The International System of Units (SI) employ the Pascal (Pa) as the unit of pressure. However, with the different fields or areas, there are different other units employed to describe pressure values with engineering use.
Common Units of Pressure
- Pascal (Pa): The SI unit, equivalent to one newton per square meter, commonly used in engineering and scientific calculations.
- Kilopascal (kPa): 1,000 Pascals, applied in meteorology and engineering.
- Megapascal (MPa): One million Pascals, used in material science and high-pressure systems.
- Bar (bar): 100,000 Pascals, commonly applied in industry and meteorology.
- Millibar (mbar): One-thousandth of a bar, commonly applied in meteorology to measure atmospheric pressure.

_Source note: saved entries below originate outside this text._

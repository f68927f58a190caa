use clap::Parser;
use std::path::PathBuf;
use std::sync::Arc;
use visited_map::catalog::RegionCatalog;
use visited_map::config::AppConfig;
use visited_map::server::{self, AppState};
use visited_map::store::VisitedStore;

#[derive(Parser)]
#[command(author, version, about, long_about = None)]
struct Cli {
    #[arg(short, long, value_name = "FILE", default_value = "config.toml")]
    config: PathBuf,
}

#[tokio::main]
async fn main() -> anyhow::Result<()> {
    tracing_subscriber::fmt::init();

    let cli = Cli::parse();
    let config = AppConfig::load_from_file(&cli.config)?;

    println!("Loading region boundaries from {:?}...", config.input.geojson);
    let catalog = match RegionCatalog::load(&config.input.geojson, &config.input.name_property) {
        Ok(catalog) => {
            println!("Loaded {} regions", catalog.names().len());
            catalog
        }
        Err(e) => {
            // The server still starts; the map renders without regions.
            tracing::warn!("Could not load boundary data: {}", e);
            RegionCatalog::empty()
        }
    };

    let store = VisitedStore::new(config.store.path.clone());

    let state = Arc::new(AppState {
        config,
        catalog,
        store,
    });

    server::start_server(state).await?;

    Ok(())
}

- Hectopascal (hPa): One millibar, commonly applied in weather forecasting.
- Standard atmosphere (atm): Reference unit that approximates Earth's mean atmospheric pressure at sea level.
- Technical atmosphere (at): Used primarily in engineering use, otherwise specified than the standard atmosphere.

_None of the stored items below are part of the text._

use crate::catalog::RegionCatalog;
use crate::config::AppConfig;
use crate::render;
use crate::store::VisitedStore;
use anyhow::Result;
use axum::extract::rejection::{FormRejection, JsonRejection};
use axum::extract::State;
use axum::http::{header, StatusCode};
use axum::response::{Html, IntoResponse};
use axum::routing::{get, post};
use axum::{Form, Json, Router};
use serde::{Deserialize, Serialize};
use std::collections::BTreeSet;
use std::net::SocketAddr;
use std::sync::Arc;
use tower_http::cors::CorsLayer;
use tower_http::services::ServeDir;
use tracing::warn;

pub struct AppState {
    pub config: AppConfig,
    pub catalog: RegionCatalog,
    pub store: VisitedStore,
}

#[derive(Deserialize)]
pub struct AreaForm {
    pub area: Option<String>,
}

#[derive(Deserialize)]
pub struct AddAreaRequest {
    pub area_name: String,
}

#[derive(Serialize)]
pub struct ApiResponse {
    pub success: bool,
    pub message: String,
}

pub fn router(state: Arc<AppState>) -> Router {
    Router::new()
        .route("/", get(index).post(submit_area))
        .route("/add_clicked_area", post(add_clicked_area))
        .route("/clear", get(clear_visited))
        .nest_service("/static", ServeDir::new("static"))
        .layer(CorsLayer::permissive())
        .with_state(state)
}

pub async fn start_server(state: Arc<AppState>) -> Result<()> {
    let port = state.config.server.port;
    let addr = SocketAddr::from(([127, 0, 0, 1], port));

    println!("Starting server on http://{}", addr);

    let app = router(state);
    let listener = tokio::net::TcpListener::bind(addr).await?;
    axum::serve(listener, app).await?;
    Ok(())
}

async fn index(State(state): State<Arc<AppState>>) -> Html<String> {
    let visited = state.store.load();
    render_index(&state, visited, None)
}

async fn submit_area(
    State(state): State<Arc<AppState>>,
    form: Result<Form<AreaForm>, FormRejection>,
) -> Html<String> {
    let mut visited = state.store.load();
    let mut focus = None;

    let area = form.ok().and_then(|Form(f)| f.area);
    if let Some(name) = area {
        if state.catalog.contains(&name) && !visited.contains(&name) {
            visited.insert(name.clone());
            // Write failure is deliberately not surfaced on this path; the
            // page still renders from the in-memory set.
            if !state.store.save(visited.iter().map(|s| s.as_str())) {
                warn!("Failed to persist visited set after adding '{}'", name);
            }
            focus = state.catalog.bounds_of(&name);
        }
    }

    render_index(&state, visited, focus)
}

async fn add_clicked_area(
    State(state): State<Arc<AppState>>,
    payload: Result<Json<AddAreaRequest>, JsonRejection>,
) -> (StatusCode, Json<ApiResponse>) {
    let Ok(Json(req)) = payload else {
        return api(
            StatusCode::BAD_REQUEST,
            false,
            "Invalid request data.".to_string(),
        );
    };

    let name = req.area_name;
    if name.is_empty() {
        return api(
            StatusCode::BAD_REQUEST,
            false,
            "No region name received.".to_string(),
        );
    }
    if !state.catalog.contains(&name) {
        return api(
            StatusCode::BAD_REQUEST,
            false,
            format!("Invalid region name: {name}"),
        );
    }

    let mut visited = state.store.load();
    if visited.contains(&name) {
        // Idempotent no-op, not an error
        return api(
            StatusCode::OK,
            false,
            format!("{name} is already in the list."),
        );
    }

    visited.insert(name.clone());
    if state.store.save(visited.iter().map(|s| s.as_str())) {
        api(StatusCode::OK, true, format!("Added {name}."))
    } else {
        api(
            StatusCode::INTERNAL_SERVER_ERROR,
            false,
            "Server error while saving the list.".to_string(),
        )
    }
}

async fn clear_visited(State(state): State<Arc<AppState>>) -> impl IntoResponse {
    if !state.store.save(std::iter::empty::<&str>()) {
        warn!("Failed to clear visited set");
    }
    (StatusCode::FOUND, [(header::LOCATION, "/")])
}

fn render_index(
    state: &AppState,
    visited: BTreeSet<String>,
    focus: Option<geo::Rect<f64>>,
) -> Html<String> {
    let available: Vec<String> = state
        .catalog
        .names()
        .iter()
        .filter(|name| !visited.contains(*name))
        .cloned()
        .collect();
    let visited_sorted: Vec<String> = visited.iter().cloned().collect();

    let doc = render::render(
        &visited,
        &state.catalog,
        focus,
        &state.config.input.name_property,
    );
    Html(render::page(&doc, &available, &visited_sorted))
}

fn api(status: StatusCode, success: bool, message: String) -> (StatusCode, Json<ApiResponse>) {
    (status, Json(ApiResponse { success, message }))
}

- Torr (torr): Common in vacuum physics, equal to 1/760 of the standard atmosphere.
- Pound per square inch (psi): Imperial unit commonly used in the US, common in tire pressures and hydraulic use.

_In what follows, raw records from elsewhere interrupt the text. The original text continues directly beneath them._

use std::collections::BTreeSet;
use std::fs;
use std::io::ErrorKind;
use std::path::PathBuf;
use tracing::warn;

/// File-backed set of visited region names.
///
/// Single-writer assumption: concurrent saves race and the later write wins
/// over the whole file. Acceptable for a single-user tool.
#[derive(Debug, Clone)]
pub struct VisitedStore {
    path: PathBuf,
}

impl VisitedStore {
    pub fn new(path: impl Into<PathBuf>) -> Self {
        VisitedStore { path: path.into() }
    }

    /// Loads the visited set. Fails open: missing file, undecodable content,
    /// and read errors all yield an empty set.
    pub fn load(&self) -> BTreeSet<String> {
        let content = match fs::read_to_string(&self.path) {
            Ok(c) => c,
            Err(e) if e.kind() == ErrorKind::NotFound => return BTreeSet::new(),
            Err(e) => {
                warn!("Error loading visited set from {:?}: {}", self.path, e);
                return BTreeSet::new();
            }
        };

        if content.trim().is_empty() {
            return BTreeSet::new();
        }

        match serde_json::from_str::<Vec<String>>(&content) {
            Ok(names) => names.into_iter().collect(),
            Err(e) => {
                warn!("Error decoding visited set from {:?}: {}", self.path, e);
                BTreeSet::new()
            }
        }
    }

    /// Persists the names, deduplicated and sorted, as pretty-printed JSON
    /// with non-ASCII kept literal. Returns false on any failure.
    pub fn save<'a>(&self, names: impl IntoIterator<Item = &'a str>) -> bool {
        let unique: BTreeSet<&str> = names.into_iter().collect();

        let json = match serde_json::to_string_pretty(&unique) {
            Ok(j) => j,
            Err(e) => {
                warn!("Error encoding visited set: {}", e);
                return false;
            }
        };

        match fs::write(&self.path, json) {
            Ok(()) => true,
            Err(e) => {
                warn!("Error saving visited set to {:?}: {}", self.path, e);
                false
            }
        }
    }
}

- Kilopound per square inch (ksi): 1,000 psi equivalent, used to test material strength.
- Inch of mercury (inHg): Used mainly in meteorology and aerospace use for atmospheric pressures.
- Millimeter of mercury (mmHg): Very common in medical applications such as the reading of blood pressure.
- Inch of water (inH₂O): Used in HVAC and low-pressure systems.
- Millimeter of water (mmH₂O): Identical application to inch of water but on metric basis.
- Kilogram per square centimeter (kg/cm²): Used in some industry and engineering settings, especially outside the US.
- Gram per square centimeter (g/cm²): A small unit for very low pressures, sometimes used in the lab.
- Newton per square millimeter (N/mm²): Equivalent to MPa, widely used in engineering and material science.
- Dyne per square centimeter (dyn/cm²): Primarily used in older scientific literature and niche physics applications.
Understanding these units of pressure and how to convert them is vital for accurate measurement, efficient communication, and maintaining safety in many technology and scientific applications. The right unit is chosen based on the context and magnitude of the pressure under measurement.